A few years ago, the MIT Biomechatronics group invented and scientifically developed in preclinical studies a new amputation technique that maintains the relationships between these pairs of muscles. Instead of cutting each muscle, they connect the two ends of the muscles in such a way that they always communicate dynamically with each other in the residual limb. In a 2017 study on rats, they showed that when animals contracted one muscle in the pair, the other muscle stretched and sent sensory information back to the brain.

Since these preclinical studies, approximately 25 people have undergone AMI surgery at Brigham and Women’s Hospital, performed by Carty, who is also a plastic surgeon at Brigham and Women’s Hospital. In the new PNAS study, researchers measured the accuracy of muscle movements in the ankle and subtalar joints of 15 patients who had AMI amputations below the knee. These patients had two sets of muscles reconnected during their amputation: the muscles that control the ankle and those that control the subtalar joint, which allows the sole of the foot to tilt inward or outward. outside. The study compared these patients to seven people who had traditional below-knee amputations.

Each patient was assessed in a supine position with their legs supported on a foam pillow, allowing their feet to stretch out in the air. The patients did not wear prostheses during the study. The researchers asked them to flex their ankle joints – both the intact one and the “phantom” – to 25, 50, 75 or 100% of their full range of motion. Electrodes attached to each leg allowed researchers to measure the activity of specific muscles as each movement was repeated.

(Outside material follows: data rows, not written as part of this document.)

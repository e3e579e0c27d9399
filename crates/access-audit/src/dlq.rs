//! DLQ / Parking-Lot Publisher: best-effort side channel for
//! consumer messages that fail to persist. DLQ messages are retried once;
//! the parking lot is terminal.

use chrono::{DateTime, Utc};
use rdkafka::producer::{FutureProducer, FutureRecord};
use rdkafka::ClientConfig;
use serde::Serialize;
use serde_json::Value;
use std::time::Duration;

pub const DLQ_TOPIC: &str = "audit-dlq";
pub const PARKING_LOT_TOPIC: &str = "audit-parking-lot";

#[derive(Debug, Serialize)]
pub struct DlqRecord<'a> {
    pub original_envelope: &'a Value,
    pub error_type: &'a str,
    pub error_message: &'a str,
    pub source_topic: &'a str,
    pub source_partition: i32,
    pub source_offset: i64,
    pub failed_at_utc: DateTime<Utc>,
}

#[derive(Clone)]
pub struct DlqPublisher {
    producer: FutureProducer,
    send_timeout: Duration,
}

impl DlqPublisher {
    pub fn new(bootstrap_servers: &str) -> anyhow::Result<Self> {
        let producer: FutureProducer = ClientConfig::new()
            .set("bootstrap.servers", bootstrap_servers)
            .set("client.id", "access-audit-dlq-publisher")
            .set("enable.idempotence", "true")
            .set("acks", "all")
            .create()?;
        Ok(Self {
            producer,
            send_timeout: Duration::from_secs(10),
        })
    }

    pub async fn publish(&self, topic: &str, record: &DlqRecord<'_>) -> anyhow::Result<()> {
        let key = record.source_topic;
        let body = serde_json::to_string(record)?;
        let future_record = FutureRecord::to(topic).key(key).payload(&body);
        self.producer
            .send(future_record, self.send_timeout)
            .await
            .map(|_| ())
            .map_err(|(err, _)| anyhow::anyhow!("dlq publish to {topic} failed: {err}"))
    }
}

The researchers compared the electrical signals from the muscles of the amputated limb with those from the intact limb and found that for patients with AMI, they were very similar. They also found that patients with AMI amputation were able to control the muscles of their amputated limb much more precisely than patients with traditional amputation. Patients with traditional amputations were more likely to perform the same movement repeatedly in their amputated limb, regardless of how far they were asked to flex the ankle.

“The ability of AMI patients to control these muscles was much more intuitive than those with typical amputations, which was largely related to how their brains processed phantom limb movement,” Srinivasan explains.

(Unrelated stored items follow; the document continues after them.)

//! Bus Sender: publishes a claimed outbox row to the message bus and
//! classifies transport failures as retryable/terminal.
//!
//! Mirrors the pack's identity-service outbox consumer (rdkafka
//! `FutureProducer`, topic-per-aggregate-type convention) behind a `Sender`
//! trait so the dispatcher never depends on rdkafka directly — tests
//! substitute an in-memory sender instead of standing up a broker.

use std::time::Duration;

use access_db::outbox::OutboxRow;
use async_trait::async_trait;
use rdkafka::error::{KafkaError, RDKafkaErrorCode};
use rdkafka::producer::{FutureProducer, FutureRecord};
use rdkafka::ClientConfig;
use serde::Serialize;

/// Fixed on-wire envelope: carries the original payload verbatim alongside
/// event metadata, so a consumer can dispatch on `event_type` without a
/// second database lookup.
#[derive(Debug, Serialize)]
struct EventEnvelope<'a> {
    event_id: uuid::Uuid,
    org_id: uuid::Uuid,
    event_type: &'a str,
    aggregate_type: &'a str,
    aggregate_id: &'a str,
    created_at_utc: chrono::DateTime<chrono::Utc>,
    attempts: i32,
    payload: &'a serde_json::Value,
}

#[derive(Debug, Clone, PartialEq, Eq)]
pub enum SendOutcome {
    Sent,
}

/// The classification a `Sender` reports back to the dispatcher for every
/// failed publish.
#[derive(Debug, Clone, PartialEq, Eq)]
pub struct SendError {
    pub code: String,
    pub http_status: Option<i32>,
    pub message: String,
    pub retryable: bool,
    pub retry_after: Option<Duration>,
}

impl SendError {
    fn new(code: &str, message: impl Into<String>, retryable: bool) -> Self {
        Self {
            code: code.to_string(),
            http_status: None,
            message: message.into(),
            retryable,
            retry_after: None,
        }
    }
}

/// Transport used by the dispatcher to hand a claimed row to the bus. The
/// topic is derived from `event_type`'s leading `access.<segment>` prefix
/// ("publishes to the topic for that event type").
#[async_trait]
pub trait Sender: Send + Sync {
    async fn send(&self, row: &OutboxRow) -> Result<SendOutcome, SendError>;
}

pub fn topic_for_event_type(event_type: &str) -> String {
    let segment = event_type.split('.').nth(1).unwrap_or("unknown");
    format!("access.{segment}.events")
}

/// Classify an rdkafka publish failure: timeout and network/disconnect
/// errors are retryable with a distinct code; oversize or malformed-record
/// errors are terminal; anything unrecognized is retried conservatively.
fn classify_kafka_error(err: &KafkaError) -> (&'static str, bool) {
    match err.rdkafka_error_code() {
        Some(RDKafkaErrorCode::MessageTimedOut) | Some(RDKafkaErrorCode::RequestTimedOut) => {
            ("TIMEOUT", true)
        }
        Some(RDKafkaErrorCode::AllBrokersDown)
        | Some(RDKafkaErrorCode::BrokerTransportFailure)
        | Some(RDKafkaErrorCode::NetworkException)
        | Some(RDKafkaErrorCode::TransportError) => ("CONNECTION", true),
        Some(RDKafkaErrorCode::MessageSizeTooLarge) | Some(RDKafkaErrorCode::InvalidMessage) => {
            ("MESSAGE_REJECTED", false)
        }
        Some(_) => ("TRANSPORT", true),
        None => ("UNKNOWN", true),
    }
}

pub struct KafkaSender {
    producer: FutureProducer,
    send_timeout: Duration,
}

impl KafkaSender {
    pub fn new(bootstrap_servers: &str) -> anyhow::Result<Self> {
        let producer: FutureProducer = ClientConfig::new()
            .set("bootstrap.servers", bootstrap_servers)
            .set("client.id", "access-outbox-dispatcher")
            .set("enable.idempotence", "true")
            .set("acks", "all")
            .set("max.in.flight.requests.per.connection", "5")
            .set("retries", "3")
            .create()?;

        Ok(Self {
            producer,
            send_timeout: Duration::from_secs(10),
        })
    }
}

#[async_trait]
impl Sender for KafkaSender {
    async fn send(&self, row: &OutboxRow) -> Result<SendOutcome, SendError> {
        let topic = topic_for_event_type(&row.event_type);
        let key = row.org_id.to_string();
        let envelope = EventEnvelope {
            event_id: row.event_id,
            org_id: row.org_id,
            event_type: &row.event_type,
            aggregate_type: &row.aggregate_type,
            aggregate_id: &row.aggregate_id,
            created_at_utc: row.created_at_utc,
            attempts: row.attempts,
            payload: &row.payload,
        };
        let body = serde_json::to_string(&envelope).map_err(|err| {
            SendError::new("JSON_SERIALIZATION", err.to_string(), false)
        })?;

        let record = FutureRecord::to(&topic).key(&key).payload(&body);

        self.producer
            .send(record, self.send_timeout)
            .await
            .map(|_| SendOutcome::Sent)
            .map_err(|(err, _)| {
                let (code, retryable) = classify_kafka_error(&err);
                SendError::new(code, err.to_string(), retryable)
            })
    }
}

#[cfg(test)]
mod tests {
    use super::*;

    #[test]
    fn topic_derived_from_event_type_segment() {
        assert_eq!(
            topic_for_event_type("access.attempt.AttemptRegistered"),
            "access.attempt.events"
        );
        assert_eq!(
            topic_for_event_type("access.policy.PolicyChanged"),
            "access.policy.events"
        );
        assert_eq!(topic_for_event_type("malformed"), "access.unknown.events");
    }

    #[test]
    fn timeout_and_connection_errors_classify_retryable() {
        assert_eq!(
            classify_kafka_error(&KafkaError::MessageProduction(RDKafkaErrorCode::MessageTimedOut)),
            ("TIMEOUT", true)
        );
        assert_eq!(
            classify_kafka_error(&KafkaError::MessageProduction(RDKafkaErrorCode::AllBrokersDown)),
            ("CONNECTION", true)
        );
    }

    #[test]
    fn oversize_record_classifies_terminal() {
        assert_eq!(
            classify_kafka_error(&KafkaError::MessageProduction(
                RDKafkaErrorCode::MessageSizeTooLarge
            )),
            ("MESSAGE_REJECTED", false)
        );
    }
}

In a recent article in Scientific translational medicine, the researchers reported that brain scans of AMI amputees showed that they received more sensory feedback from their residual muscles than patients with traditional amputations. In work currently underway, researchers are measuring whether this ability translates into better control of a prosthetic leg when walking.

Freedom of movement

The researchers also found an effect they hadn’t anticipated: AMI patients reported significantly less pain and a greater feeling of freedom of movement in their amputated limbs.

“Our study was not specifically designed to accomplish this goal, but it was a sentiment our subjects expressed time and time again. They had a much greater sense of what their foot actually felt and how it moved in space, ”Srinivasan explains. “It became increasingly clear that restoring muscles to their normal physiology had benefits not only for prosthetic control, but also for their day-to-day mental well-being.

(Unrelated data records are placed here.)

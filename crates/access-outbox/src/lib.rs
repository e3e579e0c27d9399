//! Transactional Outbox: writer, dispatcher, bus sender, and
//! the ghost-lock maintenance sweep, grounded on the pack's identity-service
//! outbox consumer (`CircuitBreakerKafkaPublisher`/claim-batch/backoff/DLQ
//! shape) and `access-db::outbox`'s `FOR UPDATE SKIP LOCKED` persistence.

pub mod dispatcher;
pub mod maintenance;
pub mod sender;
pub mod writer;

pub use dispatcher::{dispatch_once, run_dispatch_loop, DispatchStats, DispatcherConfig};
pub use maintenance::run_maintenance_loop;
pub use sender::{KafkaSender, SendError, SendOutcome, Sender};
pub use writer::write_event;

The research team has also developed a modified version of the surgery that can be performed on people who have already had a traditional amputation. This process, which they call “regenerative AMI,” involves grafting small muscle segments to serve as agonist and antagonist muscles for an amputated joint. They are also working on the development of the AMI procedure for other types of amputations, including above the knee and above and below the elbow.

“We’re learning that this technique of rewiring the limb, and using spare parts to rebuild that limb, works and is applicable to various parts of the body,” Herr says.

The research was funded by the MIT Media Lab Consortia; National Institute of Child Health and Human Development of the National Institutes of Health and the National Center for Medical Rehabilitation Research; and congressional medical research programs of the US Department of Defense.